I am going to present the whole poem in my setting however. It’s only a sonnet, a 14 line poem after all, and there’s some good stuff in the setup. First off, it’s an independent American poem to its core, starting by dissing the glories of ancient European culture and one of the “7 Wonders of the Ancient World.” And its author, Emma Lazarus, also stands forthrightly for the power of women to express a controversial political opinion, though this poem was written in the 19th Century when women had no right to vote. And although this is not a modernist poem, such as those that would be written 40 or 50 years later, the lesser-known part of the poem contains one powerful compressed image, a flame of fiercely desired freedom that is “imprisoned lightning.”

Honoring that image, I’ve chosen to not present this piece as a musty patriotic homily, but as the impassioned cry that it was meant to be. And besides, the sentiments of this poem are likely now as controversial as ever. Irving Berlin presented the excerpted ending as a chorus of hope. I take the whole of it and pierce it with Telecasters, drums and bass.

Jul 2, 2017

Back when I was kid there was something we were taught to be concerned about, our “vocation.” This was somewhat like the perennial question “What do you want to be when you grow up?” but with a religious and spiritual aspect.

As the word “vocation” suggests, we, while still children, were asked to consider our calling, what task God would ask us to do with our lives. Yes, there as an expectation inherent in that, that some of us would find that we had been called by God to become Christian clergy, but at least in my small town and church, this was not set out as the answer most of us were to find. It was assumed that each of us would obtain a distinct answer fitting to our talents and the universe’s needs.

The folks who provided religious instruction in my town were practical people, and I couldn’t picture any of them expecting us children to be visited by spirit birds, or hear mystic voices to lead our country into battle. Rather they expected a small inner voice to whisper to us that we should be family farmers, or mechanics, or nurses and so forth. In my family, I could look to a grandfather who I never knew, who was called to the Christian ministry, or to an uncle who followed his father’s path, or to the more complex stories of my parents, whose vocational path I’ll defer talking about for reasons of space now. It never occurred to me, but I could have asked my teachers or myself about my great-grandfather and namesake, who would have had to have been called to be a common laborer by this scheme. Somehow this talk of calling and vocation seemed a bit grand a process for that.
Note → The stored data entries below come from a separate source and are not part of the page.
//! The four word stats and the letter-stat table.
//!
//! Every letter of the alphabet feeds exactly one stat. Vowels (and Y) build
//! health, harsh consonants build attack, plosives build defend and the
//! remaining consonants build speed.

use core::ops::{Index, IndexMut};

use crate::config::GameConfig;

/// One of the four word statistics.
#[derive(
    Clone,
    Copy,
    Debug,
    PartialEq,
    Eq,
    Hash,
    PartialOrd,
    Ord,
    strum::Display,
)]
#[cfg_attr(feature = "serde", derive(serde::Serialize, serde::Deserialize))]
#[repr(u8)]
pub enum Stat {
    #[strum(serialize = "Max HP")]
    MaxHp = 0,
    Attack = 1,
    Defend = 2,
    Speed = 3,
}

impl Stat {
    pub const ALL: [Stat; 4] = [Stat::MaxHp, Stat::Attack, Stat::Defend, Stat::Speed];

    pub const fn index(self) -> usize {
        self as usize
    }

    /// Two-bit key used to build codons.
    pub const fn bits(self) -> u8 {
        self as u8
    }
}

/// Maps each letter (a-z) to the stat it feeds.
const LETTER_STATS: [Stat; GameConfig::N_LETTERS] = [
    Stat::MaxHp,  // A
    Stat::Defend, // B
    Stat::Speed,  // C
    Stat::Defend, // D
    Stat::MaxHp,  // E
    Stat::Attack, // F
    Stat::Defend, // G
    Stat::Speed,  // H
    Stat::MaxHp,  // I
    Stat::Attack, // J
    Stat::Attack, // K
    Stat::Speed,  // L
    Stat::Defend, // M
    Stat::Speed,  // N
    Stat::MaxHp,  // O
    Stat::Speed,  // P
    Stat::Speed,  // Q
    Stat::Attack, // R
    Stat::Attack, // S
    Stat::Defend, // T
    Stat::MaxHp,  // U
    Stat::Attack, // V
    Stat::Defend, // W
    Stat::Attack, // X
    Stat::MaxHp,  // Y
    Stat::Speed,  // Z
];

/// Returns the stat associated with a Latin letter of either case.
///
/// Returns `None` for anything outside `a-z` / `A-Z`.
pub fn letter_stat(letter: char) -> Option<Stat> {
    if !letter.is_ascii_alphabetic() {
        return None;
    }
    let index = (letter.to_ascii_lowercase() as u8 - b'a') as usize;
    LETTER_STATS.get(index).copied()
}

/// A value for each of the four stats, indexable by [`Stat`].
#[derive(Clone, Copy, Debug, Default, PartialEq, Eq, Hash)]
#[cfg_attr(feature = "serde", derive(serde::Serialize, serde::Deserialize))]
pub struct StatBlock([u32; 4]);

impl StatBlock {
    pub const fn new(max_hp: u32, attack: u32, defend: u32, speed: u32) -> Self {
        Self([max_hp, attack, defend, speed])
    }

    pub const fn splat(value: u32) -> Self {
        Self([value; 4])
    }

    pub fn total(&self) -> u32 {
        self.0.iter().sum()
    }

    pub fn iter(&self) -> impl Iterator<Item = (Stat, u32)> + '_ {
        Stat::ALL.iter().map(|&stat| (stat, self[stat]))
    }

    /// Returns true if every stat is at least the matching stat of `other`.
    pub fn dominates(&self, other: &StatBlock) -> bool {
        Stat::ALL.iter().all(|&stat| self[stat] >= other[stat])
    }

    /// Applies `f` to every stat value.
    pub fn map(self, mut f: impl FnMut(Stat, u32) -> u32) -> Self {
        let mut out = self;
        for stat in Stat::ALL {
            out[stat] = f(stat, self[stat]);
        }
        out
    }
}

impl Index<Stat> for StatBlock {
    type Output = u32;

    fn index(&self, stat: Stat) -> &u32 {
        &self.0[stat.index()]
    }
}

impl IndexMut<Stat> for StatBlock {
    fn index_mut(&mut self, stat: Stat) -> &mut u32 {
        &mut self.0[stat.index()]
    }
}

#[cfg(test)]
mod tests {
    use super::*;

    #[test]
    fn vowels_feed_health() {
        for letter in ['a', 'e', 'i', 'o', 'u', 'y', 'A', 'Y'] {
            assert_eq!(letter_stat(letter), Some(Stat::MaxHp), "{letter}");
        }
    }

    #[test]
    fn consonant_groups() {
        for letter in "fjkrsvx".chars() {
            assert_eq!(letter_stat(letter), Some(Stat::Attack), "{letter}");
        }
        for letter in "bdgmtw".chars() {
            assert_eq!(letter_stat(letter), Some(Stat::Defend), "{letter}");
        }
        for letter in "chlnpqz".chars() {
            assert_eq!(letter_stat(letter), Some(Stat::Speed), "{letter}");
        }
    }

    #[test]
    fn non_latin_letters_have_no_stat() {
        assert_eq!(letter_stat('é'), None);
        assert_eq!(letter_stat('-'), None);
        assert_eq!(letter_stat('3'), None);
        assert_eq!(letter_stat(' '), None);
    }

    #[test]
    fn stat_block_indexing_and_total() {
        let mut block = StatBlock::new(1, 2, 3, 4);
        block[Stat::Speed] += 6;
        assert_eq!(block[Stat::Speed], 10);
        assert_eq!(block.total(), 16);
        assert!(block.dominates(&StatBlock::new(1, 2, 3, 4)));
        assert!(!StatBlock::splat(1).dominates(&block));
    }
}
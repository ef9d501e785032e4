//! Arena of owned words addressed by generation-checked handles.
//!
//! A [`WordHandle`] stays valid until the word it points at is removed. After
//! removal the slot may be reused, but the old handle no longer resolves
//! because the slot's generation has moved on.

use crate::config::GameConfig;
use crate::error::{ErrorSeverity, GameError};
use crate::word::WordEntity;

/// Stable reference to a word inside a [`WordRoster`].
#[derive(Clone, Copy, Debug, PartialEq, Eq, Hash, PartialOrd, Ord)]
#[cfg_attr(feature = "serde", derive(serde::Serialize, serde::Deserialize))]
pub struct WordHandle {
    index: u16,
    generation: u32,
}

impl WordHandle {
    pub fn index(&self) -> usize {
        usize::from(self.index)
    }

    pub fn generation(&self) -> u32 {
        self.generation
    }
}

impl core::fmt::Display for WordHandle {
    fn fmt(&self, f: &mut core::fmt::Formatter<'_>) -> core::fmt::Result {
        write!(f, "word#{}v{}", self.index, self.generation)
    }
}

#[derive(Clone, Debug, PartialEq, Eq)]
#[cfg_attr(feature = "serde", derive(serde::Serialize, serde::Deserialize))]
struct Slot {
    generation: u32,
    word: Option<WordEntity>,
}

/// Errors raised by roster bookkeeping.
#[derive(Clone, Debug, PartialEq, Eq, thiserror::Error)]
pub enum RosterError {
    #[error("roster is full (capacity {capacity})")]
    Full { capacity: usize },

    #[error("{handle} does not refer to a word in this roster")]
    StaleHandle { handle: WordHandle },

    /// Slot bookkeeping disagrees with itself (e.g. after loading bad data).
    #[error("inconsistent roster: {reason}")]
    Inconsistent { reason: &'static str },

    #[error("{handle} holds an inconsistent word: {reason}")]
    InconsistentWord {
        handle: WordHandle,
        reason: &'static str,
    },
}

impl GameError for RosterError {
    fn severity(&self) -> ErrorSeverity {
        match self {
            RosterError::Full { .. } => ErrorSeverity::Validation,
            RosterError::StaleHandle { .. } => ErrorSeverity::Internal,
            RosterError::Inconsistent { .. } | RosterError::InconsistentWord { .. } => {
                ErrorSeverity::Fatal
            }
        }
    }

    fn error_code(&self) -> &'static str {
        match self {
            RosterError::Full { .. } => "ROSTER_FULL",
            RosterError::StaleHandle { .. } => "ROSTER_STALE_HANDLE",
            RosterError::Inconsistent { .. } => "ROSTER_INCONSISTENT",
            RosterError::InconsistentWord { .. } => "ROSTER_INCONSISTENT_WORD",
        }
    }
}

/// Fixed-capacity owner of [`WordEntity`] values.
#[derive(Clone, Debug, PartialEq, Eq)]
#[cfg_attr(feature = "serde", derive(serde::Serialize, serde::Deserialize))]
pub struct WordRoster {
    slots: Vec<Slot>,
    free: Vec<u16>,
    len: usize,
    capacity: usize,
}

impl Default for WordRoster {
    fn default() -> Self {
        Self::new()
    }
}

impl WordRoster {
    /// Creates an empty roster holding up to [`GameConfig::MAX_ROSTER_SIZE`] words.
    pub fn new() -> Self {
        Self::with_capacity(GameConfig::MAX_ROSTER_SIZE)
    }

    /// Creates an empty roster with a custom capacity (at most `u16::MAX` words).
    pub fn with_capacity(capacity: usize) -> Self {
        let capacity = capacity.min(usize::from(u16::MAX));
        Self {
            slots: Vec::new(),
            free: Vec::new(),
            len: 0,
            capacity,
        }
    }

    pub fn len(&self) -> usize {
        self.len
    }

    pub fn is_empty(&self) -> bool {
        self.len == 0
    }

    pub fn capacity(&self) -> usize {
        self.capacity
    }

    pub fn is_full(&self) -> bool {
        self.len >= self.capacity
    }

    /// Moves a word into the roster and returns its handle.
    pub fn insert(&mut self, word: WordEntity) -> Result<WordHandle, RosterError> {
        if self.is_full() {
            return Err(RosterError::Full {
                capacity: self.capacity,
            });
        }

        let handle = match self.free.pop() {
            Some(index) => {
                let slot = &mut self.slots[usize::from(index)];
                slot.word = Some(word);
                WordHandle {
                    index,
                    generation: slot.generation,
                }
            }
            None => {
                // `len < capacity <= u16::MAX` with no free slot means `slots.len() == len`.
                let index = self.slots.len() as u16;
                self.slots.push(Slot {
                    generation: 0,
                    word: Some(word),
                });
                WordHandle {
                    index,
                    generation: 0,
                }
            }
        };
        self.len += 1;
        Ok(handle)
    }

    /// Removes a word, invalidating its handle.
    pub fn remove(&mut self, handle: WordHandle) -> Result<WordEntity, RosterError> {
        let slot = self
            .slots
            .get_mut(handle.index())
            .filter(|slot| slot.generation == handle.generation)
            .ok_or(RosterError::StaleHandle { handle })?;
        let word = slot.word.take().ok_or(RosterError::StaleHandle { handle })?;
        slot.generation = slot.generation.wrapping_add(1);
        self.free.push(handle.index);
        self.len -= 1;
        Ok(word)
    }

    pub fn contains(&self, handle: WordHandle) -> bool {
        self.get(handle).is_some()
    }

    pub fn get(&self, handle: WordHandle) -> Option<&WordEntity> {
        self.slots
            .get(handle.index())
            .filter(|slot| slot.generation == handle.generation)
            .and_then(|slot| slot.word.as_ref())
    }

    pub fn get_mut(&mut self, handle: WordHandle) -> Option<&mut WordEntity> {
        self.slots
            .get_mut(handle.index())
            .filter(|slot| slot.generation == handle.generation)
            .and_then(|slot| slot.word.as_mut())
    }

    /// Like [`get`](Self::get) but reports a stale handle as an error.
    pub fn word(&self, handle: WordHandle) -> Result<&WordEntity, RosterError> {
        self.get(handle).ok_or(RosterError::StaleHandle { handle })
    }

    /// Like [`get_mut`](Self::get_mut) but reports a stale handle as an error.
    pub fn word_mut(&mut self, handle: WordHandle) -> Result<&mut WordEntity, RosterError> {
        self.get_mut(handle).ok_or(RosterError::StaleHandle { handle })
    }

    /// Iterates live words in slot order.
    pub fn iter(&self) -> impl Iterator<Item = (WordHandle, &WordEntity)> + '_ {
        self.slots.iter().enumerate().filter_map(|(index, slot)| {
            slot.word.as_ref().map(|word| {
                (
                    WordHandle {
                        index: index as u16,
                        generation: slot.generation,
                    },
                    word,
                )
            })
        })
    }

    pub fn handles(&self) -> impl Iterator<Item = WordHandle> + '_ {
        self.iter().map(|(handle, _)| handle)
    }

    /// Checks slot bookkeeping and every stored word. Used after loading saved data.
    ///
    /// A roster that passes can be inserted into and removed from without
    /// indexing outside `slots`.
    pub fn validate(&self) -> Result<(), RosterError> {
        let inconsistent = |reason: &'static str| RosterError::Inconsistent { reason };
        if self.capacity > usize::from(u16::MAX) || self.slots.len() > self.capacity {
            return Err(inconsistent("more slots than the capacity allows"));
        }
        let occupied = self.slots.iter().filter(|slot| slot.word.is_some()).count();
        if occupied != self.len {
            return Err(inconsistent("length does not match the occupied slots"));
        }
        if self.free.len() != self.slots.len() - occupied {
            return Err(inconsistent("free list does not match the empty slots"));
        }
        let mut listed = vec![false; self.slots.len()];
        for &index in &self.free {
            let index = usize::from(index);
            if !self.slots.get(index).is_some_and(|slot| slot.word.is_none()) {
                return Err(inconsistent("free list names a missing or occupied slot"));
            }
            if core::mem::replace(&mut listed[index], true) {
                return Err(inconsistent("free list names a slot twice"));
            }
        }
        for (handle, word) in self.iter() {
            word.validate()
                .map_err(|reason| RosterError::InconsistentWord { handle, reason })?;
        }
        Ok(())
    }
}

#[cfg(test)]
mod tests {
    use super::*;
    use crate::dictionary::WordTable;
    use crate::word::generate;

    fn word(text: &str) -> WordEntity {
        let mut table = WordTable::new();
        table.load_lines(["cat"]).unwrap();
        generate(text, 5, &table).unwrap()
    }

    #[test]
    fn insert_get_remove() {
        let mut roster = WordRoster::new();
        let cat = roster.insert(word("cat")).unwrap();
        let dog = roster.insert(word("dog")).unwrap();
        assert_eq!(roster.len(), 2);
        assert_eq!(roster.word(cat).unwrap().text(), "CAT");
        assert_eq!(roster.word(dog).unwrap().text(), "DOG");

        let removed = roster.remove(cat).unwrap();
        assert_eq!(removed.text(), "CAT");
        assert_eq!(roster.len(), 1);
        assert!(!roster.contains(cat));
        assert_eq!(
            roster.remove(cat),
            Err(RosterError::StaleHandle { handle: cat })
        );
    }

    #[test]
    fn reused_slots_reject_old_handles() {
        let mut roster = WordRoster::new();
        let first = roster.insert(word("cat")).unwrap();
        roster.remove(first).unwrap();
        let second = roster.insert(word("owl")).unwrap();

        assert_eq!(first.index(), second.index());
        assert_ne!(first, second);
        assert!(roster.get(first).is_none());
        assert_eq!(roster.word(second).unwrap().text(), "OWL");
    }

    #[test]
    fn capacity_is_enforced() {
        let mut roster = WordRoster::with_capacity(2);
        roster.insert(word("ab")).unwrap();
        roster.insert(word("cd")).unwrap();
        assert_eq!(
            roster.insert(word("ef")),
            Err(RosterError::Full { capacity: 2 })
        );
    }

    #[test]
    fn validation_accepts_rosters_built_through_the_api() {
        let mut roster = WordRoster::new();
        let ant = roster.insert(word("ant")).unwrap();
        roster.insert(word("bee")).unwrap();
        roster.remove(ant).unwrap();
        assert_eq!(roster.validate(), Ok(()));
    }

    #[test]
    fn validation_rejects_broken_bookkeeping() {
        let dangling = WordRoster {
            slots: Vec::new(),
            free: vec![7],
            len: 0,
            capacity: 100,
        };
        assert!(matches!(
            dangling.validate(),
            Err(RosterError::Inconsistent { .. })
        ));

        let mut occupied_free = WordRoster::new();
        occupied_free.insert(word("cat")).unwrap();
        occupied_free.free.push(0);
        assert!(matches!(
            occupied_free.validate(),
            Err(RosterError::Inconsistent { .. })
        ));

        let mut miscounted = WordRoster::new();
        miscounted.insert(word("cat")).unwrap();
        miscounted.len = 2;
        assert!(matches!(
            miscounted.validate(),
            Err(RosterError::Inconsistent { .. })
        ));

        let mut repeated = WordRoster::new();
        let cat = repeated.insert(word("cat")).unwrap();
        repeated.insert(word("dog")).unwrap();
        repeated.remove(cat).unwrap();
        repeated.slots.push(Slot {
            generation: 0,
            word: None,
        });
        repeated.free.push(0);
        assert!(matches!(
            repeated.validate(),
            Err(RosterError::Inconsistent { .. })
        ));
    }

    #[test]
    fn iteration_skips_removed_words() {
        let mut roster = WordRoster::new();
        let a = roster.insert(word("ant")).unwrap();
        let b = roster.insert(word("bee")).unwrap();
        let c = roster.insert(word("cow")).unwrap();
        roster.remove(b).unwrap();

        let handles: Vec<_> = roster.handles().collect();
        assert_eq!(handles, vec![a, c]);
    }
}
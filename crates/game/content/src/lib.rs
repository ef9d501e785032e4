//! File-backed content for `wordsmith-core`.
//!
//! The core crate never touches the filesystem. This crate reads the pieces
//! it needs from disk and hands them over as core types:
//! - the dictionary word list, as a [`WordTable`](wordsmith_core::WordTable)
//! - the tunable battle numbers, as a [`GameConfig`](wordsmith_core::GameConfig) (TOML)
//! - player saves, framed by the core save codec

#[cfg(feature = "loaders")]
pub mod loaders;

#[cfg(feature = "loaders")]
pub use loaders::{ConfigLoader, DictionaryLoader, LoadResult, SaveLoader};
//! Game configuration loader.

use std::path::Path;

use wordsmith_core::GameConfig;

use crate::loaders::{LoadResult, read_file};

/// Loader for battle tuning from TOML files.
pub struct ConfigLoader;

impl ConfigLoader {
    /// Load a [`GameConfig`] from a TOML file.
    ///
    /// Missing keys keep their defaults, so an empty file is valid.
    pub fn load(path: &Path) -> LoadResult<GameConfig> {
        let content = read_file(path)?;
        Self::parse(&content)
    }

    /// Parse a [`GameConfig`] from TOML text.
    pub fn parse(content: &str) -> LoadResult<GameConfig> {
        let config: GameConfig = toml::from_str(content)
            .map_err(|e| anyhow::anyhow!("Failed to parse config TOML: {}", e))?;
        if config.starting_technical_points != config.clamped_starting_points() {
            tracing::warn!(
                requested = config.starting_technical_points,
                used = config.clamped_starting_points(),
                "starting technical points out of range, clamping"
            );
        }
        Ok(config)
    }
}

#[cfg(test)]
mod tests {
    use super::*;

    #[test]
    fn partial_files_keep_defaults() {
        let config = ConfigLoader::parse("effect_turns = 3\n").unwrap();
        assert_eq!(config.effect_turns, 3);
        assert_eq!(
            config.starting_technical_points,
            GameConfig::DEFAULT_STARTING_TECHNICAL_POINTS
        );
        assert_eq!(ConfigLoader::parse("").unwrap(), GameConfig::default());
    }

    #[test]
    fn loads_from_disk() {
        let dir = tempfile::tempdir().unwrap();
        let path = dir.path().join("game.toml");
        std::fs::write(
            &path,
            "starting_technical_points = 4\ntechnical_point_charge = 1\n",
        )
        .unwrap();

        let config = ConfigLoader::load(&path).unwrap();
        assert_eq!(config.starting_technical_points, 4);
        assert_eq!(config.technical_point_charge, 1);
    }

    #[test]
    fn rejects_bad_input() {
        assert!(ConfigLoader::parse("effect_turns = \"five\"").is_err());
        assert!(ConfigLoader::parse("effect_turns = 300").is_err());

        let dir = tempfile::tempdir().unwrap();
        assert!(ConfigLoader::load(&dir.path().join("missing.toml")).is_err());
    }
}
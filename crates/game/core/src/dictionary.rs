//! Dictionary table: the "is this a real word" oracle.
//!
//! The table holds a sorted list of lowercase words and answers membership
//! queries by binary search, narrowed to the range of words sharing the query's
//! first letter. It is loaded exactly once; a failed load leaves it unloaded.

use crate::config::GameConfig;
use crate::error::{ErrorSeverity, GameError};

/// Read-only membership oracle consumed by the word generator.
pub trait DictionaryOracle {
    /// Returns true once a word list has been loaded.
    fn is_loaded(&self) -> bool;

    /// Returns true if `word` is a known word.
    ///
    /// Implementations must return `false` (not panic) when nothing is loaded.
    fn contains(&self, word: &str) -> bool;
}

/// Errors raised while loading a dictionary table.
#[derive(Clone, Debug, PartialEq, Eq, thiserror::Error)]
pub enum DictionaryError {
    /// The table already holds a word list.
    #[error("dictionary table is already loaded")]
    AlreadyLoaded,

    /// The source contained no words.
    #[error("dictionary source contains no words")]
    Empty,

    /// A line sorts before the line preceding it.
    #[error("dictionary is not sorted: line {line} ({word:?}) sorts before its predecessor")]
    Unsorted { line: usize, word: String },
}

impl GameError for DictionaryError {
    fn severity(&self) -> ErrorSeverity {
        match self {
            DictionaryError::AlreadyLoaded => ErrorSeverity::Internal,
            DictionaryError::Empty | DictionaryError::Unsorted { .. } => {
                ErrorSeverity::Recoverable
            }
        }
    }

    fn error_code(&self) -> &'static str {
        match self {
            DictionaryError::AlreadyLoaded => "DICTIONARY_ALREADY_LOADED",
            DictionaryError::Empty => "DICTIONARY_EMPTY",
            DictionaryError::Unsorted { .. } => "DICTIONARY_UNSORTED",
        }
    }
}

/// Half-open range of table indices sharing a first letter.
type LetterRange = Option<(usize, usize)>;

/// Sorted in-memory word list.
#[derive(Clone, Debug, Default)]
pub struct WordTable {
    words: Vec<String>,
    by_first_letter: [LetterRange; GameConfig::N_LETTERS],
    loaded: bool,
}

impl WordTable {
    /// Creates an unloaded table.
    pub fn new() -> Self {
        Self::default()
    }

    /// Loads newline-delimited, pre-sorted text.
    pub fn load_str(&mut self, contents: &str) -> Result<usize, DictionaryError> {
        self.load_lines(contents.lines())
    }

    /// Loads a pre-sorted sequence of words.
    ///
    /// Each line is trimmed and lowercased; blank lines are skipped. Returns the
    /// number of words loaded. On error the table stays unloaded.
    pub fn load_lines<I, S>(&mut self, lines: I) -> Result<usize, DictionaryError>
    where
        I: IntoIterator<Item = S>,
        S: AsRef<str>,
    {
        if self.loaded {
            return Err(DictionaryError::AlreadyLoaded);
        }

        let mut words: Vec<String> = Vec::new();
        for (number, line) in lines.into_iter().enumerate() {
            let word = line.as_ref().trim().to_ascii_lowercase();
            if word.is_empty() {
                continue;
            }
            if words.last().is_some_and(|previous| *previous > word) {
                return Err(DictionaryError::Unsorted {
                    line: number + 1,
                    word,
                });
            }
            words.push(word);
        }
        if words.is_empty() {
            return Err(DictionaryError::Empty);
        }

        let mut by_first_letter: [LetterRange; GameConfig::N_LETTERS] =
            [None; GameConfig::N_LETTERS];
        for (position, word) in words.iter().enumerate() {
            if let Some(key) = letter_key(word) {
                let range = by_first_letter[key].get_or_insert((position, position));
                range.1 = position + 1;
            }
        }

        words.shrink_to_fit();
        let count = words.len();
        self.words = words;
        self.by_first_letter = by_first_letter;
        self.loaded = true;
        tracing::debug!(words = count, "dictionary table loaded");
        Ok(count)
    }

    /// Drops the loaded word list, returning the table to the unloaded state.
    pub fn unload(&mut self) {
        *self = Self::default();
    }

    pub fn len(&self) -> usize {
        self.words.len()
    }

    pub fn is_empty(&self) -> bool {
        self.words.is_empty()
    }

    /// Slice of the table that can contain `word`.
    fn candidates(&self, word: &str) -> &[String] {
        match letter_key(word) {
            Some(key) => match self.by_first_letter[key] {
                Some((start, end)) => &self.words[start..end],
                None => &[],
            },
            None => &self.words,
        }
    }
}

impl DictionaryOracle for WordTable {
    fn is_loaded(&self) -> bool {
        self.loaded
    }

    fn contains(&self, word: &str) -> bool {
        if !self.loaded {
            tracing::warn!(word, "dictionary lookup before the table was loaded");
            return false;
        }
        let word = word.to_ascii_lowercase();
        self.candidates(&word)
            .binary_search_by(|entry| entry.as_str().cmp(word.as_str()))
            .is_ok()
    }
}

/// Index into the first-letter table, if the word starts with `a-z`.
fn letter_key(word: &str) -> Option<usize> {
    match word.as_bytes().first() {
        Some(&byte) if byte.is_ascii_lowercase() => Some((byte - b'a') as usize),
        _ => None,
    }
}

#[cfg(test)]
mod tests {
    use super::*;

    #[test]
    fn membership_round_trip() {
        let mut table = WordTable::new();
        let loaded = table.load_str("ant\nbat\ncat\ncow\nzebra\n").unwrap();
        assert_eq!(loaded, 5);
        assert!(table.contains("cat"));
        assert!(table.contains("CAT"));
        assert!(table.contains("zebra"));
        assert!(table.contains("ant"));
        assert!(!table.contains("dog"));
        assert!(!table.contains("ca"));
        assert!(!table.contains("cats"));
        assert!(!table.contains(""));
    }

    #[test]
    fn unloaded_table_answers_false() {
        let table = WordTable::new();
        assert!(!table.is_loaded());
        assert!(!table.contains("cat"));
    }

    #[test]
    fn second_load_is_rejected() {
        let mut table = WordTable::new();
        table.load_lines(["cat"]).unwrap();
        assert_eq!(
            table.load_lines(["dog"]),
            Err(DictionaryError::AlreadyLoaded)
        );
        assert!(table.contains("cat"));
        assert!(!table.contains("dog"));
    }

    #[test]
    fn failed_load_leaves_table_unloaded() {
        let mut table = WordTable::new();
        let err = table.load_lines(["cat", "bat"]).unwrap_err();
        assert_eq!(
            err,
            DictionaryError::Unsorted {
                line: 2,
                word: "bat".into()
            }
        );
        assert!(!table.is_loaded());
        assert_eq!(table.load_str("\n  \n"), Err(DictionaryError::Empty));
        assert!(!table.is_loaded());

        // A later, valid load still succeeds.
        table.load_lines(["bat", "cat"]).unwrap();
        assert!(table.contains("bat"));
    }

    #[test]
    fn lines_are_trimmed_and_lowercased() {
        let mut table = WordTable::new();
        table.load_str("  Apple \r\nbanana\n\ncherry").unwrap();
        assert!(table.contains("apple"));
        assert!(table.contains("cherry"));
        assert_eq!(table.len(), 3);
    }

    #[test]
    fn non_letter_entries_are_searchable() {
        let mut table = WordTable::new();
        table.load_lines(["1st", "cat"]).unwrap();
        assert!(table.contains("1st"));
        assert!(table.contains("cat"));
    }

    #[test]
    fn unload_resets_state() {
        let mut table = WordTable::new();
        table.load_lines(["cat"]).unwrap();
        table.unload();
        assert!(!table.is_loaded());
        assert!(table.is_empty());
        assert!(!table.contains("cat"));
    }
}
I never knew what to answer that question with until my late teens when I decided that I would be a poet. That’s certainly a grandiose enough answer for this religiously-infused process, but even in my naive youth I knew that meant I’d be doing something else besides with my lifetime. So, a calling, but no answer to what I wanted to be when I grew up.

Most decisions to become an artist of any kind expose a person to things that will mess up one’s life. First off, you are going to do something that is likely unlikeable—you are going to privilege your own interpretations of our common life as somehow more valuable than modest silence or undecorated space. Even successful artists most often have a majority of people judging what they produce as not worthy of their time, or generically replaceable by something similar but different from what you do. And these odds of rejection, combined with the concentration of effort needed for much artistic work, make many artists defend their self/center with self-centeredness.

So there, as so often here in the Parlando Project, I’ve violated one of the principles that I set out to follow: I’ve spent time here with my story, talking about myself. Alternate Parlando Project presenter Dave Moore avoided this in today’s episode “Wally Wood” which Dave gave the longer title “Wally Wood’s Co(s)mic Philosophy.”

Here’s what Dave had to say about the piece:

“Wallace Wood was one of the great comic book artists of the fifties and sixties. His detail work for EC Comics and Mad is still astounding to look at. Like many, he was also an alcoholic, and increasingly bitter as he aged. His words in the song are from a late interview in some fanzine.

I can't draw, so far be it from me to draw conclusions about success or happiness. Or the scope of a talented artist's frustrated Fifties ambitions. What strikes me most are the words ‘And yet’ after a pause. No matter what he says, no matter how things ‘work out,’ it was worth it for me and all the thousands of others who enjoyed his work. Go look him up, you won't forget him.”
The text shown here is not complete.